Required work:
Note how many lines in these entries contain "iter", and reply with that number alone.
*** Records to process Section Begins ***
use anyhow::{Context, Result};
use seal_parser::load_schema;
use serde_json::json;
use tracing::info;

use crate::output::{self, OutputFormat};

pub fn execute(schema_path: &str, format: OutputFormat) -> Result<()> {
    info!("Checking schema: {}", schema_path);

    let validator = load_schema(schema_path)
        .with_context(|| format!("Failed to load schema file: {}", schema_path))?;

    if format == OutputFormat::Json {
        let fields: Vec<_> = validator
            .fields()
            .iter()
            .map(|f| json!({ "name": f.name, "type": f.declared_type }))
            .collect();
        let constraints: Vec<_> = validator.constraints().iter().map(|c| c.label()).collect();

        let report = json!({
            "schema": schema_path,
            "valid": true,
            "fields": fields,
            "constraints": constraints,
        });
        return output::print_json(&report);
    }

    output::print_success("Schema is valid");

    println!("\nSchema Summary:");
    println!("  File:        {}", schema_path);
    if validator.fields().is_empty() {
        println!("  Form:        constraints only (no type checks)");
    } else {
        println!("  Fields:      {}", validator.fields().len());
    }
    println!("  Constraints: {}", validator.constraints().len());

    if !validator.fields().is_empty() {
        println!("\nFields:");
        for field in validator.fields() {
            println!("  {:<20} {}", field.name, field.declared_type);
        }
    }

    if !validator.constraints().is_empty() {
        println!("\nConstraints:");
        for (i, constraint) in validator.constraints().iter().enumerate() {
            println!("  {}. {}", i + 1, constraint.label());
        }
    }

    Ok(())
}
*** Records to process Section Ends ***
Written reply:
3